Saturday, February 25, 2012

Great new reviews of ExMormon, wow!!

The incomparable Donna Banta of Ward Gossip just wrote a fantastic review of my novel ExMormon!!! Here's a taste:

Hanson neither condemns nor promotes her former faith. Instead she presents an even-handed depiction of LDS culture. As a result, the reader is given a clear picture of the highly structured Mormon community, the self-righteous attitudes it encourages, and the subversive behavior it inspires. Each of her characters possesses the innocent and trusting voice of a Mormon kid, a perspective that serves to enhance both the humor and pathos of their experiences.

I also found another cool review on Amazon here:

This book is awesome! I don't read a lot of fictional books, but this one I'm reading for the second time. I think it's one of the best books I've ever read. I'm sure a lot of that is because I was raised in Utah Valley, and relate very strongly with many of the characters and their faith struggles. I love it because the characters are so lovable and relateable, because I feel like I know them. I love it because none of them become bitter or angry, but deal with the loss of faith in a fairly positive way. It depicts the nostalgia that former members feel towards the church, and the feelings they have towards their experiences, their Mormon families, and their courageous decisions to move on. I don't have a lot of friends that have left the church (though I'm gaining some over time), but this book let me know that I am not alone.

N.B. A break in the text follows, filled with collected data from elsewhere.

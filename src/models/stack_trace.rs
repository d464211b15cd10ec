use serde::{Deserialize, Serialize};
use std::fmt;

/// The retained portion of one exception's native stack trace.
#[derive(Debug, Clone, PartialEq, Serialize, Deserialize)]
#[serde(rename_all = "camelCase")]
pub struct StackTrace {
    /// Retained frames in native order, throw site first.
    pub frames: Vec<StackFrame>,

    /// Number of frames dropped by truncation. 0 if the whole trace fits.
    #[serde(default)]
    pub dropped_count: u64,
}

/// One stack location.
#[derive(Debug, Clone, PartialEq, Eq, Serialize, Deserialize)]
#[serde(rename_all = "camelCase")]
pub struct StackFrame {
    /// Module or load-unit name.
    pub module: String,

    /// Function name.
    pub function: String,

    /// Source file name. May be empty when unknown.
    #[serde(default, skip_serializing_if = "String::is_empty")]
    pub file: String,

    /// Line number.
    pub line: u32,

    /// Column number, when the runtime provides one.
    #[serde(default, skip_serializing_if = "Option::is_none")]
    pub column: Option<u32>,
}

impl StackFrame {
    /// Create a frame without column information.
    pub fn new(
        module: impl Into<String>,
        function: impl Into<String>,
        file: impl Into<String>,
        line: u32,
    ) -> Self {
        Self {
            module: module.into(),
            function: function.into(),
            file: file.into(),
            line,
            column: None,
        }
    }

    /// Attach a column number.
    pub fn with_column(mut self, column: u32) -> Self {
        self.column = Some(column);
        self
    }
}

impl fmt::Display for StackFrame {
    /// Canonical string form of a frame. Every digest input uses this
    /// rendering, so it must stay stable.
    fn fmt(&self, f: &mut fmt::Formatter<'_>) -> fmt::Result {
        if self.file.is_empty() {
            return write!(f, "{}::{}", self.module, self.function);
        }
        match self.column {
            Some(column) => write!(
                f,
                "{}::{}({}:{}:{})",
                self.module, self.function, self.file, self.line, column
            ),
            None => write!(
                f,
                "{}::{}({}:{})",
                self.module, self.function, self.file, self.line
            ),
        }
    }
}
use crate::models::{ExceptionData, KeyValue};
use serde::{Deserialize, Serialize};

/// The canonical record for one translated exception chain.
///
/// Built once per translation and immutable afterwards. The three hashes are
/// 32-character lowercase hex renderings of 128-bit digests:
///
/// - `instance_hash` fingerprints this exact occurrence (head type, top frame,
///   message, caller arguments).
/// - `issue_hash` fingerprints the class of problem (head type and top frame
///   only), so recurring bugs with varying data collapse to one issue. Its
///   digest input is a strict subset of the `instance_hash` input.
/// - `stack_trace_hash` covers the retained frames of the head exception's
///   trace, for correlating truncated renderings of the same trace.
#[derive(Debug, Clone, PartialEq, Serialize, Deserialize)]
#[serde(rename_all = "camelCase")]
pub struct ErrorData {
    /// Message of the chain head, when non-empty.
    #[serde(default, skip_serializing_if = "Option::is_none")]
    pub message: Option<String>,

    /// The whole chain, head first.
    pub exceptions: Vec<ExceptionData>,

    /// Caller-supplied arguments as typed attributes, in input order.
    #[serde(default, skip_serializing_if = "Vec::is_empty")]
    pub arguments: Vec<KeyValue>,

    /// Fingerprint of this exact occurrence.
    pub instance_hash: String,

    /// Fingerprint of the class of problem, for deduplication.
    pub issue_hash: String,

    /// Fingerprint of the head exception's retained frames.
    pub stack_trace_hash: String,
}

Saturday, February 11, 2012

People who are different than me

They are so dang hard to understand!!!

Here's an inspiring example of getting it, though:

It made me realize a simple truth: “This woman isn’t some unassailable mystery, or some video game that responds to a proper combination of insult, backhanded compliment, quarter-circle-forward-fierce-punch… She’s like me. She’s a normal human being.”

As embarrassing as it is to type now, back then that seemed like a revolutionary thought.

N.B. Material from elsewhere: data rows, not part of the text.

//! Built-in rules.
//!
//! Every rule is a stateless unit struct; parameters arrive per-binding
//! through [`Rule::check`]. The emptiness predicate the whole pipeline
//! relies on lives here as [`is_present`], so the `required` rule and the
//! session's skip logic can never drift apart.

use crate::rule::{CheckContext, Rule};
use regex::Regex;
use serde_json::Value;
use std::sync::{Arc, LazyLock};

// ─── Cached regexes ─────────────────────────────────────────────────────────

static EMAIL_RE: LazyLock<Regex> =
    LazyLock::new(|| Regex::new(r"^[^@\s]+@[^@\s]+\.[^@\s]+$").unwrap());

static URL_RE: LazyLock<Regex> =
    LazyLock::new(|| Regex::new(r"^[a-zA-Z][a-zA-Z0-9+.-]*://[^\s]+$").unwrap());

// ─── Emptiness ──────────────────────────────────────────────────────────────

/// Presence semantics shared by `required` and the pipeline's skip logic.
///
/// Absent entries and nulls are empty; so are whitespace-only strings and
/// empty containers. Numbers and booleans are always present, zero included.
pub fn is_present(value: Option<&Value>) -> bool {
    match value {
        None | Some(Value::Null) => false,
        Some(Value::String(s)) => !s.trim().is_empty(),
        Some(Value::Array(items)) => !items.is_empty(),
        Some(Value::Object(map)) => !map.is_empty(),
        Some(Value::Bool(_)) | Some(Value::Number(_)) => true,
    }
}

// ─── Measurement ────────────────────────────────────────────────────────────

/// The magnitude `min`/`max`/`between` compare against: the number itself
/// for numbers, character count for strings, element count for containers.
fn size_of(value: Option<&Value>) -> Option<f64> {
    match value? {
        Value::Number(n) => n.as_f64(),
        Value::String(s) => Some(s.chars().count() as f64),
        Value::Array(items) => Some(items.len() as f64),
        Value::Object(map) => Some(map.len() as f64),
        _ => None,
    }
}

/// Scalar string form used by `in`/`not_in` comparisons.
fn comparable(value: Option<&Value>) -> Option<String> {
    match value? {
        Value::String(s) => Some(s.clone()),
        Value::Number(n) => Some(n.to_string()),
        Value::Bool(b) => Some(b.to_string()),
        _ => None,
    }
}

fn first_param_f64(params: &[String]) -> Option<f64> {
    params.first().and_then(|p| p.parse().ok())
}

// ─── Rules ──────────────────────────────────────────────────────────────────

/// `required` — implicit; fails on absent or empty values.
pub struct Required;

impl Rule for Required {
    fn check(&self, value: Option<&Value>, _params: &[String], _ctx: &CheckContext<'_>) -> bool {
        is_present(value)
    }

    fn message(&self) -> &'static str {
        "The :attribute field is required"
    }

    fn is_implicit(&self) -> bool {
        true
    }
}

/// `email` — syntactic email check.
pub struct Email;

impl Rule for Email {
    fn check(&self, value: Option<&Value>, _params: &[String], _ctx: &CheckContext<'_>) -> bool {
        match value {
            Some(Value::String(s)) => EMAIL_RE.is_match(s),
            _ => false,
        }
    }

    fn message(&self) -> &'static str {
        "The :attribute is not a valid email"
    }
}

/// `min:n` — numeric lower bound, or minimum length for strings and
/// containers.
pub struct Min;

impl Rule for Min {
    fn check(&self, value: Option<&Value>, params: &[String], _ctx: &CheckContext<'_>) -> bool {
        match (size_of(value), first_param_f64(params)) {
            (Some(size), Some(min)) => size >= min,
            _ => false,
        }
    }

    fn message(&self) -> &'static str {
        "The :attribute must be at least :min"
    }

    fn param_names(&self) -> &'static [&'static str] {
        &["min"]
    }
}

/// `max:n` — numeric upper bound, or maximum length.
pub struct Max;

impl Rule for Max {
    fn check(&self, value: Option<&Value>, params: &[String], _ctx: &CheckContext<'_>) -> bool {
        match (size_of(value), first_param_f64(params)) {
            (Some(size), Some(max)) => size <= max,
            _ => false,
        }
    }

    fn message(&self) -> &'static str {
        "The :attribute may not be greater than :max"
    }

    fn param_names(&self) -> &'static [&'static str] {
        &["max"]
    }
}

/// `between:lo,hi` — inclusive size bounds.
pub struct Between;

impl Rule for Between {
    fn check(&self, value: Option<&Value>, params: &[String], _ctx: &CheckContext<'_>) -> bool {
        let size = match size_of(value) {
            Some(s) => s,
            None => return false,
        };
        let (lo, hi) = match (params.first(), params.get(1)) {
            (Some(lo), Some(hi)) => match (lo.parse::<f64>(), hi.parse::<f64>()) {
                (Ok(lo), Ok(hi)) => (lo, hi),
                _ => return false,
            },
            _ => return false,
        };
        size >= lo && size <= hi
    }

    fn message(&self) -> &'static str {
        "The :attribute must be between :min and :max"
    }

    fn param_names(&self) -> &'static [&'static str] {
        &["min", "max"]
    }
}

/// `numeric` — a number, or a string parsing as one.
pub struct Numeric;

impl Rule for Numeric {
    fn check(&self, value: Option<&Value>, _params: &[String], _ctx: &CheckContext<'_>) -> bool {
        match value {
            Some(Value::Number(_)) => true,
            Some(Value::String(s)) => s.trim().parse::<f64>().is_ok(),
            _ => false,
        }
    }

    fn message(&self) -> &'static str {
        "The :attribute must be numeric"
    }
}

/// `integer` — an integral number, or a string parsing as one.
pub struct Integer;

impl Rule for Integer {
    fn check(&self, value: Option<&Value>, _params: &[String], _ctx: &CheckContext<'_>) -> bool {
        match value {
            Some(Value::Number(n)) => n.is_i64() || n.is_u64(),
            Some(Value::String(s)) => s.trim().parse::<i64>().is_ok(),
            _ => false,
        }
    }

    fn message(&self) -> &'static str {
        "The :attribute must be an integer"
    }
}

/// `alpha` — non-empty string of letters only.
pub struct Alpha;

impl Rule for Alpha {
    fn check(&self, value: Option<&Value>, _params: &[String], _ctx: &CheckContext<'_>) -> bool {
        match value {
            Some(Value::String(s)) => !s.is_empty() && s.chars().all(char::is_alphabetic),
            _ => false,
        }
    }

    fn message(&self) -> &'static str {
        "The :attribute may only contain letters"
    }
}

/// `alpha_num` — non-empty string of letters and digits.
pub struct AlphaNum;

impl Rule for AlphaNum {
    fn check(&self, value: Option<&Value>, _params: &[String], _ctx: &CheckContext<'_>) -> bool {
        match value {
            Some(Value::String(s)) => !s.is_empty() && s.chars().all(char::is_alphanumeric),
            _ => false,
        }
    }

    fn message(&self) -> &'static str {
        "The :attribute may only contain letters and numbers"
    }
}

/// `in:a,b,c` — scalar value must equal one of the parameters.
pub struct In;

impl Rule for In {
    fn check(&self, value: Option<&Value>, params: &[String], _ctx: &CheckContext<'_>) -> bool {
        match comparable(value) {
            Some(v) => params.iter().any(|p| *p == v),
            None => false,
        }
    }

    fn message(&self) -> &'static str {
        "The selected :attribute is invalid"
    }
}

/// `not_in:a,b,c` — scalar value must equal none of the parameters.
pub struct NotIn;

impl Rule for NotIn {
    fn check(&self, value: Option<&Value>, params: &[String], _ctx: &CheckContext<'_>) -> bool {
        match comparable(value) {
            Some(v) => params.iter().all(|p| *p != v),
            None => false,
        }
    }

    fn message(&self) -> &'static str {
        "The selected :attribute is invalid"
    }
}

/// `same:other` — must equal the value at the `other` dot-path. Absent
/// values compare as null.
pub struct Same;

impl Rule for Same {
    fn check(&self, value: Option<&Value>, params: &[String], ctx: &CheckContext<'_>) -> bool {
        let other_path = match params.first() {
            Some(p) => p,
            None => return false,
        };
        let other = crate::path::get(ctx.bag, other_path);
        value.unwrap_or(&Value::Null) == other.unwrap_or(&Value::Null)
    }

    fn message(&self) -> &'static str {
        "The :attribute must match :other"
    }

    fn param_names(&self) -> &'static [&'static str] {
        &["other"]
    }
}

/// `different:other` — must not equal the value at the `other` dot-path.
pub struct Different;

impl Rule for Different {
    fn check(&self, value: Option<&Value>, params: &[String], ctx: &CheckContext<'_>) -> bool {
        let other_path = match params.first() {
            Some(p) => p,
            None => return false,
        };
        let other = crate::path::get(ctx.bag, other_path);
        value.unwrap_or(&Value::Null) != other.unwrap_or(&Value::Null)
    }

    fn message(&self) -> &'static str {
        "The :attribute must differ from :other"
    }

    fn param_names(&self) -> &'static [&'static str] {
        &["other"]
    }
}

/// `regex:pattern` — string must match the parameter pattern. An invalid
/// pattern fails the rule rather than erroring.
pub struct RegexRule;

impl Rule for RegexRule {
    fn check(&self, value: Option<&Value>, params: &[String], _ctx: &CheckContext<'_>) -> bool {
        let (pattern, text) = match (params.first(), value) {
            (Some(p), Some(Value::String(s))) => (p, s),
            _ => return false,
        };
        match Regex::new(pattern) {
            Ok(re) => re.is_match(text),
            Err(_) => false,
        }
    }

    fn message(&self) -> &'static str {
        "The :attribute format is invalid"
    }
}

/// `url` — scheme-qualified URL string.
pub struct Url;

impl Rule for Url {
    fn check(&self, value: Option<&Value>, _params: &[String], _ctx: &CheckContext<'_>) -> bool {
        match value {
            Some(Value::String(s)) => URL_RE.is_match(s),
            _ => false,
        }
    }

    fn message(&self) -> &'static str {
        "The :attribute is not a valid URL"
    }
}

/// `accepted` — implicit; for consent checkboxes and the like. Accepts
/// `true`, `1`, `"1"`, `"true"`, `"yes"`, `"on"`.
pub struct Accepted;

impl Rule for Accepted {
    fn check(&self, value: Option<&Value>, _params: &[String], _ctx: &CheckContext<'_>) -> bool {
        match value {
            Some(Value::Bool(b)) => *b,
            Some(Value::Number(n)) => n.as_i64() == Some(1),
            Some(Value::String(s)) => matches!(s.as_str(), "1" | "true" | "yes" | "on"),
            _ => false,
        }
    }

    fn message(&self) -> &'static str {
        "The :attribute must be accepted"
    }

    fn is_implicit(&self) -> bool {
        true
    }
}

/// `array` — a sequence or mapping value.
pub struct IsArray;

impl Rule for IsArray {
    fn check(&self, value: Option<&Value>, _params: &[String], _ctx: &CheckContext<'_>) -> bool {
        matches!(value, Some(Value::Array(_)) | Some(Value::Object(_)))
    }

    fn message(&self) -> &'static str {
        "The :attribute must be an array"
    }
}

/// `boolean` — a boolean, or one of `0`, `1`, `"0"`, `"1"`, `"true"`,
/// `"false"`.
pub struct Boolean;

impl Rule for Boolean {
    fn check(&self, value: Option<&Value>, _params: &[String], _ctx: &CheckContext<'_>) -> bool {
        match value {
            Some(Value::Bool(_)) => true,
            Some(Value::Number(n)) => matches!(n.as_i64(), Some(0) | Some(1)),
            Some(Value::String(s)) => matches!(s.as_str(), "0" | "1" | "true" | "false"),
            _ => false,
        }
    }

    fn message(&self) -> &'static str {
        "The :attribute must be true or false"
    }
}

/// `digits:n` — exactly `n` ASCII digits, given as string or number.
pub struct Digits;

impl Rule for Digits {
    fn check(&self, value: Option<&Value>, params: &[String], _ctx: &CheckContext<'_>) -> bool {
        let expected: usize = match params.first().and_then(|p| p.parse().ok()) {
            Some(n) => n,
            None => return false,
        };
        let digits = match value {
            Some(Value::String(s)) => s.clone(),
            Some(Value::Number(n)) => n.to_string(),
            _ => return false,
        };
        digits.len() == expected && digits.bytes().all(|b| b.is_ascii_digit())
    }

    fn message(&self) -> &'static str {
        "The :attribute must be :digits digits"
    }

    fn param_names(&self) -> &'static [&'static str] {
        &["digits"]
    }
}

// ─── Registry seed ──────────────────────────────────────────────────────────

/// The rule set a default registry starts with.
pub(crate) fn builtins() -> Vec<(&'static str, Arc<dyn Rule>)> {
    vec![
        ("required", Arc::new(Required) as Arc<dyn Rule>),
        ("email", Arc::new(Email)),
        ("min", Arc::new(Min)),
        ("max", Arc::new(Max)),
        ("between", Arc::new(Between)),
        ("numeric", Arc::new(Numeric)),
        ("integer", Arc::new(Integer)),
        ("alpha", Arc::new(Alpha)),
        ("alpha_num", Arc::new(AlphaNum)),
        ("in", Arc::new(In)),
        ("not_in", Arc::new(NotIn)),
        ("same", Arc::new(Same)),
        ("different", Arc::new(Different)),
        ("regex", Arc::new(RegexRule)),
        ("url", Arc::new(Url)),
        ("accepted", Arc::new(Accepted)),
        ("array", Arc::new(IsArray)),
        ("boolean", Arc::new(Boolean)),
        ("digits", Arc::new(Digits)),
    ]
}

I think an epiphany like that isn't something to be embarrassed about. Empathy -- especially towards people that you can't immediately identify with -- is harder than people commonly realize. The "unfathomable woman" is an extremely common trope, and not because people are doing it on purpose...

The difficulty isn't limited to men failing to empathize with women, or even limited to people of more privileged groups failing to empathize with people from more marginalized groups. (For example, a gay author might wrongly imagine that he doesn't need to do research or exercise empathy to write convincing straight people.) Similarly, here's a popular blogger analyzing a famous Christian author's attempt to write a non-Christian character:

First of all, Arthur has always struck me as a character misunderstood by his writer. Finley keeps trying to force him into the role of Chief Villain, subtype Spoiled Brat (male), but it fits very awkwardly on Arthur. Sometimes he feels sorry for Elsie, sometimes he doesn’t, sometimes he’s nice to her, sometimes he’s very weirdly mean to her. It’s all very inconsistent and unnatural.

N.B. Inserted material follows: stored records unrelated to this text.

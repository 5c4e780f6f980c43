//! The insertion-ordered record of rule failures from a validation pass.

use serde::Serialize;
use serde_json::{Map, Value};

/// A single recorded failure: which path failed which rule, with the fully
/// resolved human-readable message.
#[derive(Clone, Debug, PartialEq, Eq, Serialize)]
pub struct ErrorEntry {
    pub path: String,
    pub rule: String,
    pub message: String,
}

/// Append-only multi-map from field path to its ordered failures.
///
/// Rebuilt fresh on every validation pass; never accumulates across calls.
#[derive(Clone, Debug, Default, PartialEq, Eq, Serialize)]
pub struct ErrorBag {
    entries: Vec<ErrorEntry>,
}

impl ErrorBag {
    pub fn new() -> Self {
        ErrorBag::default()
    }

    pub fn add(&mut self, path: impl Into<String>, rule: impl Into<String>, message: impl Into<String>) {
        self.entries.push(ErrorEntry {
            path: path.into(),
            rule: rule.into(),
            message: message.into(),
        });
    }

    pub fn count(&self) -> usize {
        self.entries.len()
    }

    pub fn is_empty(&self) -> bool {
        self.entries.is_empty()
    }

    /// First message recorded for `path`, if any.
    pub fn first(&self, path: &str) -> Option<&str> {
        self.entries
            .iter()
            .find(|entry| entry.path == path)
            .map(|entry| entry.message.as_str())
    }

    /// All messages recorded for `path`, in insertion order.
    pub fn all(&self, path: &str) -> Vec<&str> {
        self.entries
            .iter()
            .filter(|entry| entry.path == path)
            .map(|entry| entry.message.as_str())
            .collect()
    }

    pub fn entries(&self) -> &[ErrorEntry] {
        &self.entries
    }

    /// Map view: path → ordered list of messages. Paths appear in first-
    /// failure order.
    pub fn to_map(&self) -> Map<String, Value> {
        let mut out = Map::new();
        for entry in &self.entries {
            let list = out
                .entry(entry.path.clone())
                .or_insert_with(|| Value::Array(Vec::new()));
            if let Value::Array(messages) = list {
                messages.push(Value::String(entry.message.clone()));
            }
        }
        out
    }
}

That’s probably because Finley herself doesn’t know why Arthur would hate Elsie. Clearly, because Elsie needs trials to overcome with the Power of Christ(tm), but other than that, there’s just no justification for Arthur’s villainy. It’s all very random. What does Arthur have to gain by making Daddy Dinsmore angry at Elsie? What was he hoping to achieve, and what does that failure mean that he’s so dejected by it? We’ll never know because Finley herself didn’t know.

On a related note, through my extensive blog reading, I recently stumbled upon an interesting example of what I like to call the central tension of feminism:

For every trait or role that's considered feminine, some women will say "Stop saying this negative thing is 'feminine'!" and other will say "Stop saying this negative thing is feminine!"

Here's the 'Mormon Child Bride' taking on a celebrity over how to affirm femininity and women's strength.

Of course, the range and diversity of women's experiences doesn't have to be a weakness -- check out this news item about how it can be a strength!!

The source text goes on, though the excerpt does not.